Spatiotemporal secondary hair follicle development in the Lanyu pig (Sus scrofa taivanus): a novel pelage hair follicle model

Large full-thickness (LFT) skin wounds remain a major clinical challenge, and progress in regenerative medicine has been limited by poor translation from animal models to humans. A key limitation is that commonly used species such as mice, rats, and rabbits are loose-skinned, whereas humans are tight-skinned with distinct skin architecture. Although pigs more closely resemble human skin, widely used breeds have lost secondary (vellus-like) hair follicles through artificial selection, restricting their utility for studying ectodermal organ regeneration.
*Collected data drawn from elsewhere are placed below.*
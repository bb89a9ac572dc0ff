//! Report listing and generation payloads.

use super::{non_empty, opt_string_or_number, string_or_number};
use serde::{Deserialize, Serialize};

/// Placeholder for a report without a ward.
pub const ALL_WARDS: &str = "All";

/// Placeholder for a missing date.
pub const NO_DATE: &str = "-";

/// Separator used when a report carries several detail entries.
pub const DETAILS_SEPARATOR: &str = " / ";

/// A report's `details`: one string or a sequence of them.
#[derive(Debug, Clone, Serialize, Deserialize, PartialEq, Eq)]
#[serde(untagged)]
pub enum ReportDetails {
    One(String),
    Many(Vec<String>),
}

impl ReportDetails {
    /// Display text: sequences are joined with `" / "`.
    pub fn joined(&self) -> String {
        match self {
            ReportDetails::One(s) => s.clone(),
            ReportDetails::Many(parts) => parts.join(DETAILS_SEPARATOR),
        }
    }
}

/// One row of `GET /api/reports`.
#[derive(Debug, Clone, Default, Serialize, Deserialize, PartialEq, Eq)]
pub struct ReportRow {
    #[serde(default, deserialize_with = "string_or_number")]
    pub id: String,
    #[serde(rename = "type", default)]
    pub kind: String,
    #[serde(default, deserialize_with = "opt_string_or_number")]
    pub ward: Option<String>,
    #[serde(default)]
    pub date: Option<String>,
    #[serde(default)]
    pub details: Option<ReportDetails>,
}

impl ReportRow {
    pub fn ward_label(&self) -> &str {
        non_empty(self.ward.as_deref()).unwrap_or(ALL_WARDS)
    }

    pub fn date_label(&self) -> &str {
        non_empty(self.date.as_deref()).unwrap_or(NO_DATE)
    }

    pub fn details_label(&self) -> String {
        self.details
            .as_ref()
            .map(ReportDetails::joined)
            .unwrap_or_default()
    }
}

/// Optional filters for the report list.
#[derive(Debug, Clone, Default, PartialEq, Eq)]
pub struct ReportFilter {
    pub ward: Option<String>,
    pub date: Option<String>,
}

impl ReportFilter {
    /// Build a filter from raw field values; blank values are dropped.
    pub fn from_fields(ward: Option<&str>, date: Option<&str>) -> Self {
        Self {
            ward: non_empty(ward).map(|w| w.trim().to_string()),
            date: non_empty(date).map(|d| d.trim().to_string()),
        }
    }

    /// Query parameters in request order.
    pub fn query_pairs(&self) -> Vec<(&'static str, String)> {
        let mut pairs = Vec::new();
        if let Some(ward) = &self.ward {
            pairs.push(("ward", ward.clone()));
        }
        if let Some(date) = &self.date {
            pairs.push(("date", date.clone()));
        }
        pairs
    }
}

/// `POST /api/reports/generate`
#[derive(Debug, Clone, Serialize, Deserialize, PartialEq, Eq)]
pub struct GenerateReportRequest {
    #[serde(rename = "type")]
    pub kind: String,
}

/// Result of report generation.
#[derive(Debug, Clone, Default, Serialize, Deserialize, PartialEq, Eq)]
pub struct GenerateReportResponse {
    #[serde(default)]
    pub success: Option<bool>,
    #[serde(default)]
    pub filename: Option<String>,
    #[serde(default)]
    pub message: Option<String>,
}

#[cfg(test)]
mod tests {
    use super::*;
    use pretty_assertions::assert_eq;

    #[test]
    fn test_details_sequence_is_joined() {
        let row: ReportRow =
            serde_json::from_str(r#"{"id": "r1", "type": "pdf", "details": ["a", "b"]}"#).unwrap();
        assert_eq!(row.details_label(), "a / b");
    }

    #[test]
    fn test_details_scalar_is_verbatim() {
        let row: ReportRow =
            serde_json::from_str(r#"{"id": "r1", "type": "pdf", "details": "a"}"#).unwrap();
        assert_eq!(row.details_label(), "a");
    }

    #[test]
    fn test_missing_fields_use_placeholders() {
        let row: ReportRow = serde_json::from_str(r#"{"id": 7, "type": "csv", "ward": null}"#).unwrap();
        assert_eq!(row.id, "7");
        assert_eq!(row.ward_label(), "All");
        assert_eq!(row.date_label(), "-");
        assert_eq!(row.details_label(), "");
    }

    #[test]
    fn test_empty_date_uses_placeholder() {
        let row: ReportRow = serde_json::from_str(r#"{"id": "x", "type": "csv", "date": ""}"#).unwrap();
        assert_eq!(row.date_label(), "-");
    }

    #[test]
    fn test_filter_drops_blank_values() {
        let filter = ReportFilter::from_fields(Some(" 12 "), Some(""));
        assert_eq!(filter.query_pairs(), vec![("ward", "12".to_string())]);
        assert!(ReportFilter::from_fields(None, None).query_pairs().is_empty());
    }
}
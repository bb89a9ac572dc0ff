//! Configuration for the Landwatch UI layer.
//!
//! Configuration is loaded from a TOML file (`landwatch.toml` by default, or
//! the path in `LANDWATCH_CONFIG`). Every field has a default so a missing
//! file yields a usable configuration pointed at a local backend.
//!
//! ```toml
//! [backend]
//! base_url = "http://127.0.0.1:5000"
//! timeout_secs = 30
//!
//! [routes]
//! admin_page = "/admin_dashboard"
//! default_page = "/"
//! login_page = "/login"
//!
//! [ui]
//! redirect_delay_ms = 2000
//! push_event = "new_detection"
//! ```

use crate::error::ConfigError;
use serde::{Deserialize, Serialize};
use std::env;
use std::fs;
use std::path::{Path, PathBuf};
use std::time::Duration;
use url::Url;

/// Environment variable naming the configuration file.
pub const CONFIG_PATH_ENV: &str = "LANDWATCH_CONFIG";

/// Environment variable overriding `backend.base_url`.
pub const BACKEND_URL_ENV: &str = "LANDWATCH_BACKEND_URL";

const DEFAULT_CONFIG_FILE: &str = "landwatch.toml";

/// Complete Landwatch configuration.
#[derive(Debug, Clone, Default, Serialize, Deserialize, PartialEq, Eq)]
pub struct LandwatchConfig {
    /// Backend connection settings.
    #[serde(default)]
    pub backend: BackendConfig,

    /// Navigation targets used by the auth sections.
    #[serde(default)]
    pub routes: RoutesConfig,

    /// UI behaviour knobs.
    #[serde(default)]
    pub ui: UiConfig,
}

/// Where the backend lives and how long to wait for it.
#[derive(Debug, Clone, Serialize, Deserialize, PartialEq, Eq)]
pub struct BackendConfig {
    /// Base URL every endpoint path is joined onto.
    #[serde(default = "default_base_url")]
    pub base_url: String,

    /// Per-request timeout in seconds.
    #[serde(default = "default_timeout_secs")]
    pub timeout_secs: u64,
}

impl Default for BackendConfig {
    fn default() -> Self {
        Self {
            base_url: default_base_url(),
            timeout_secs: default_timeout_secs(),
        }
    }
}

impl BackendConfig {
    /// Request timeout as a `Duration`.
    pub fn timeout(&self) -> Duration {
        Duration::from_secs(self.timeout_secs)
    }
}

/// Pages the auth sections navigate to.
#[derive(Debug, Clone, Serialize, Deserialize, PartialEq, Eq)]
pub struct RoutesConfig {
    /// Landing page for the `admin` role.
    #[serde(default = "default_admin_page")]
    pub admin_page: String,

    /// Landing page for every other role.
    #[serde(default = "default_default_page")]
    pub default_page: String,

    /// Login page, target of the post-registration redirect.
    #[serde(default = "default_login_page")]
    pub login_page: String,
}

impl Default for RoutesConfig {
    fn default() -> Self {
        Self {
            admin_page: default_admin_page(),
            default_page: default_default_page(),
            login_page: default_login_page(),
        }
    }
}

/// UI behaviour settings.
#[derive(Debug, Clone, Serialize, Deserialize, PartialEq, Eq)]
pub struct UiConfig {
    /// Delay before the post-registration redirect.
    #[serde(default = "default_redirect_delay_ms")]
    pub redirect_delay_ms: u64,

    /// Push event name that triggers an alerts reload.
    #[serde(default = "default_push_event")]
    pub push_event: String,
}

impl Default for UiConfig {
    fn default() -> Self {
        Self {
            redirect_delay_ms: default_redirect_delay_ms(),
            push_event: default_push_event(),
        }
    }
}

impl UiConfig {
    /// Redirect delay as a `Duration`.
    pub fn redirect_delay(&self) -> Duration {
        Duration::from_millis(self.redirect_delay_ms)
    }
}

impl LandwatchConfig {
    /// Load configuration from an explicit file.
    pub fn from_file(path: &Path) -> Result<Self, ConfigError> {
        let raw = fs::read_to_string(path).map_err(|source| ConfigError::Read {
            path: path.to_path_buf(),
            source,
        })?;
        let config: Self = toml::from_str(&raw).map_err(|source| ConfigError::Parse {
            path: path.to_path_buf(),
            source,
        })?;
        config.validate()?;
        Ok(config)
    }

    /// Load configuration from `LANDWATCH_CONFIG` or `landwatch.toml`.
    ///
    /// A missing default file is not an error; defaults are used instead.
    /// `LANDWATCH_BACKEND_URL` overrides the backend URL in either case.
    pub fn load() -> Result<Self, ConfigError> {
        let (path, explicit) = config_path();
        let mut config = if explicit || path.exists() {
            Self::from_file(&path)?
        } else {
            tracing::debug!(path = %path.display(), "No config file, using defaults");
            Self::default()
        };

        if let Ok(url) = env::var(BACKEND_URL_ENV) {
            config.backend.base_url = url;
            config.validate()?;
        }

        Ok(config)
    }

    /// Reject values no request could be built from.
    pub fn validate(&self) -> Result<(), ConfigError> {
        let raw = self.backend.base_url.trim();
        if raw.is_empty() {
            return Err(ConfigError::Invalid("backend.base_url is empty".to_string()));
        }
        let url = Url::parse(raw).map_err(|e| {
            ConfigError::Invalid(format!("backend.base_url '{raw}' is not a URL: {e}"))
        })?;
        if !matches!(url.scheme(), "http" | "https") || url.host_str().is_none() {
            return Err(ConfigError::Invalid(format!(
                "backend.base_url must be an http(s) URL with a host, got '{raw}'"
            )));
        }
        Ok(())
    }
}

fn config_path() -> (PathBuf, bool) {
    match env::var(CONFIG_PATH_ENV) {
        Ok(p) => (PathBuf::from(p), true),
        Err(_) => (PathBuf::from(DEFAULT_CONFIG_FILE), false),
    }
}

fn default_base_url() -> String {
    "http://127.0.0.1:5000".to_string()
}

fn default_timeout_secs() -> u64 {
    30
}

fn default_admin_page() -> String {
    "/admin_dashboard".to_string()
}

fn default_default_page() -> String {
    "/".to_string()
}

fn default_login_page() -> String {
    "/login".to_string()
}

fn default_redirect_delay_ms() -> u64 {
    2000
}

fn default_push_event() -> String {
    "new_detection".to_string()
}
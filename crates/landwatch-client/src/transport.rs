//! Transports: the seam between the request contract and an HTTP stack.

use crate::error::ClientError;
use crate::request::{ApiRequest, JSON_CONTENT_TYPE, Method, RawResponse};
use async_trait::async_trait;
use landwatch_core::BackendConfig;
use reqwest::{Client, header};
use std::time::Duration;

/// Sends one request and returns the raw response.
///
/// Implementations report only failures to obtain a response; status
/// classification happens in [`RawResponse::classify`].
#[async_trait]
pub trait Transport: Send + Sync {
    async fn send(&self, request: ApiRequest) -> Result<RawResponse, ClientError>;
}

/// Reqwest-backed transport against one backend base URL.
pub struct ReqwestTransport {
    client: Client,
    base_url: String,
}

impl ReqwestTransport {
    /// Build a transport with an explicit request timeout.
    pub fn new(base_url: &str, timeout: Duration) -> Result<Self, ClientError> {
        let base_url = base_url.trim().trim_end_matches('/').to_string();
        reqwest::Url::parse(&base_url)
            .map_err(|e| ClientError::Transport(format!("invalid base URL '{base_url}': {e}")))?;
        let client = Client::builder()
            .timeout(timeout)
            .build()
            .map_err(|e| ClientError::Transport(e.to_string()))?;
        Ok(Self { client, base_url })
    }

    pub fn from_config(config: &BackendConfig) -> Result<Self, ClientError> {
        Self::new(&config.base_url, config.timeout())
    }

    pub fn base_url(&self) -> &str {
        &self.base_url
    }

    fn url_for(&self, request: &ApiRequest) -> String {
        format!("{}{}", self.base_url, request.path_and_query())
    }
}

#[async_trait]
impl Transport for ReqwestTransport {
    async fn send(&self, request: ApiRequest) -> Result<RawResponse, ClientError> {
        let url = self.url_for(&request);
        let method = match request.method {
            Method::Get => reqwest::Method::GET,
            Method::Post => reqwest::Method::POST,
            Method::Put => reqwest::Method::PUT,
            Method::Delete => reqwest::Method::DELETE,
        };

        let mut builder = self
            .client
            .request(method, &url)
            .header(header::CONTENT_TYPE, JSON_CONTENT_TYPE);
        if let Some(token) = &request.bearer {
            builder = builder.bearer_auth(token);
        }
        if let Some(body) = &request.body {
            let bytes = serde_json::to_vec(body).map_err(|e| ClientError::Encode(e.to_string()))?;
            builder = builder.body(bytes);
        }

        let response = builder.send().await.map_err(|e| {
            tracing::debug!(url = %url, error = %e, "Transport failure");
            ClientError::Transport(e.to_string())
        })?;

        let status = response.status();
        let content_type = response
            .headers()
            .get(header::CONTENT_TYPE)
            .and_then(|v| v.to_str().ok())
            .map(str::to_string);
        let body = response.text().await.ok();

        Ok(RawResponse {
            status: status.as_u16(),
            status_text: status.canonical_reason().unwrap_or_default().to_string(),
            content_type,
            body,
        })
    }
}

#[cfg(test)]
mod tests {
    use super::*;

    #[test]
    fn test_base_url_is_normalised() {
        let transport = ReqwestTransport::new("http://localhost:5000/", Duration::from_secs(5)).unwrap();
        assert_eq!(transport.base_url(), "http://localhost:5000");

        let req = ApiRequest::new(Method::Get, "/api/reports")
            .with_query(vec![("ward".to_string(), "7".to_string())]);
        assert_eq!(transport.url_for(&req), "http://localhost:5000/api/reports?ward=7");
    }

    #[test]
    fn test_invalid_base_url_is_rejected() {
        assert!(ReqwestTransport::new("not a url", Duration::from_secs(5)).is_err());
    }
}
//! Page controller: binds every section present on the page and runs the
//! page-load fetches.

use crate::push::PushChannel;
use crate::sections::*;
use tokio::task::JoinHandle;

/// Sections bound on the current page. Absent sections are `None`.
#[derive(Default)]
pub struct MountedSections {
    pub language: Option<LanguageSection>,
    pub translations: Option<TranslationsSection>,
    pub register: Option<RegisterSection>,
    pub login: Option<LoginSection>,
    pub forgot_password: Option<ForgotPasswordSection>,
    pub thumbnails: Option<ThumbnailsSection>,
    pub manual_fetch: Option<ManualFetchSection>,
    pub detection: Option<DetectionSection>,
    pub hotspots: Option<HotspotsSection>,
    pub public_stats: Option<PublicStatsSection>,
    pub reports: Option<ReportsSection>,
    pub report_generate: Option<ReportGenerateSection>,
    pub map: Option<MapSection>,
    pub admin_stats: Option<AdminStatsSection>,
    pub alerts: Option<AlertsSection>,
    pub grievances: Option<GrievancesSection>,
    pub users: Option<UsersSection>,
    pub grievance: Option<GrievanceSection>,
    pub leaderboard: Option<LeaderboardSection>,
    pub contact: Option<ContactSection>,
}

impl MountedSections {
    /// Bind every section whose guard element exists. Issues no requests.
    pub fn bind(cx: &SectionContext) -> Self {
        let sections = Self {
            language: LanguageSection::bind(cx),
            translations: TranslationsSection::bind(cx),
            register: RegisterSection::bind(cx),
            login: LoginSection::bind(cx),
            forgot_password: ForgotPasswordSection::bind(cx),
            thumbnails: ThumbnailsSection::bind(cx),
            manual_fetch: ManualFetchSection::bind(cx),
            detection: DetectionSection::bind(cx),
            hotspots: HotspotsSection::bind(cx),
            public_stats: PublicStatsSection::bind(cx),
            reports: ReportsSection::bind(cx),
            report_generate: ReportGenerateSection::bind(cx),
            map: MapSection::bind(cx),
            admin_stats: AdminStatsSection::bind(cx),
            alerts: AlertsSection::bind(cx),
            grievances: GrievancesSection::bind(cx),
            users: UsersSection::bind(cx),
            grievance: GrievanceSection::bind(cx),
            leaderboard: LeaderboardSection::bind(cx),
            contact: ContactSection::bind(cx),
        };
        tracing::debug!(bound = sections.bound_count(), "Sections bound");
        sections
    }

    /// Bind, then run the page-load fetches of the bound sections.
    pub async fn mount(cx: &SectionContext) -> Self {
        let sections = Self::bind(cx);
        sections.load().await;
        sections
    }

    /// Page-load fetches, one section after another.
    pub async fn load(&self) {
        if let Some(s) = &self.translations {
            s.load().await;
        }
        if let Some(s) = &self.thumbnails {
            s.load().await;
        }
        if let Some(s) = &self.public_stats {
            s.load().await;
        }
        if let Some(s) = &self.hotspots {
            s.load().await;
        }
        if let Some(s) = &self.reports {
            s.load().await;
        }
        if let Some(s) = &self.map {
            s.load().await;
        }
        if let Some(s) = &self.admin_stats {
            s.load().await;
        }
        if let Some(s) = &self.alerts {
            s.load().await;
        }
        if let Some(s) = &self.grievances {
            s.load().await;
        }
        if let Some(s) = &self.users {
            s.load().await;
        }
        if let Some(s) = &self.leaderboard {
            s.load().await;
        }
    }

    /// Start reloading the alerts table on push events.
    ///
    /// `None` when the alerts table is not on the page. Aborting the task or
    /// closing the channel ends the subscription.
    pub fn follow_alerts(&self, channel: &dyn PushChannel) -> Option<JoinHandle<()>> {
        let alerts = self.alerts.clone()?;
        let subscription = alerts.subscribe(channel);
        Some(tokio::spawn(async move { alerts.follow(subscription).await }))
    }

    pub fn bound_count(&self) -> usize {
        [
            self.language.is_some(),
            self.translations.is_some(),
            self.register.is_some(),
            self.login.is_some(),
            self.forgot_password.is_some(),
            self.thumbnails.is_some(),
            self.manual_fetch.is_some(),
            self.detection.is_some(),
            self.hotspots.is_some(),
            self.public_stats.is_some(),
            self.reports.is_some(),
            self.report_generate.is_some(),
            self.map.is_some(),
            self.admin_stats.is_some(),
            self.alerts.is_some(),
            self.grievances.is_some(),
            self.users.is_some(),
            self.grievance.is_some(),
            self.leaderboard.is_some(),
            self.contact.is_some(),
        ]
        .into_iter()
        .filter(|bound| *bound)
        .count()
    }
}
Here, we characterize the development, patterning, and molecular features of secondary hair follicles in the Lanyu pig (Sus scrofa taivanus), an indigenous breed that retains these structures. Whole-mount and histological analyses revealed two distinct follicle populations: primary follicles arranged in stable triplet clusters and smaller secondary follicles distributed interstitially. A developmental time course using alkaline phosphatase (ALP) staining identified sequential stages of secondary follicle morphogenesis--placode, hair germ, hair peg, and mature follicle--occurring after primary follicle establishment. Immunohistochemical analysis demonstrated conserved epithelial- mesenchymal interactions, progressive epithelial stratification, and dynamic {beta}-catenin signaling during secondary follicle development. Keratin expression patterns and follicular architecture closely resembled those of human vellus hair follicles, supporting the translational relevance of this model. Notably, secondary follicles were retained into adulthood, and genetic analyses of outcrossed animals suggest that this trait follows an autosomal dominant inheritance pattern. Together, these findings establish the Lanyu pig as a tight-skinned mammalian model that preserves vellus-like hair follicles, providing a platform for investigating hair follicle-mediated skin regeneration and improving translational relevance for human wound healing.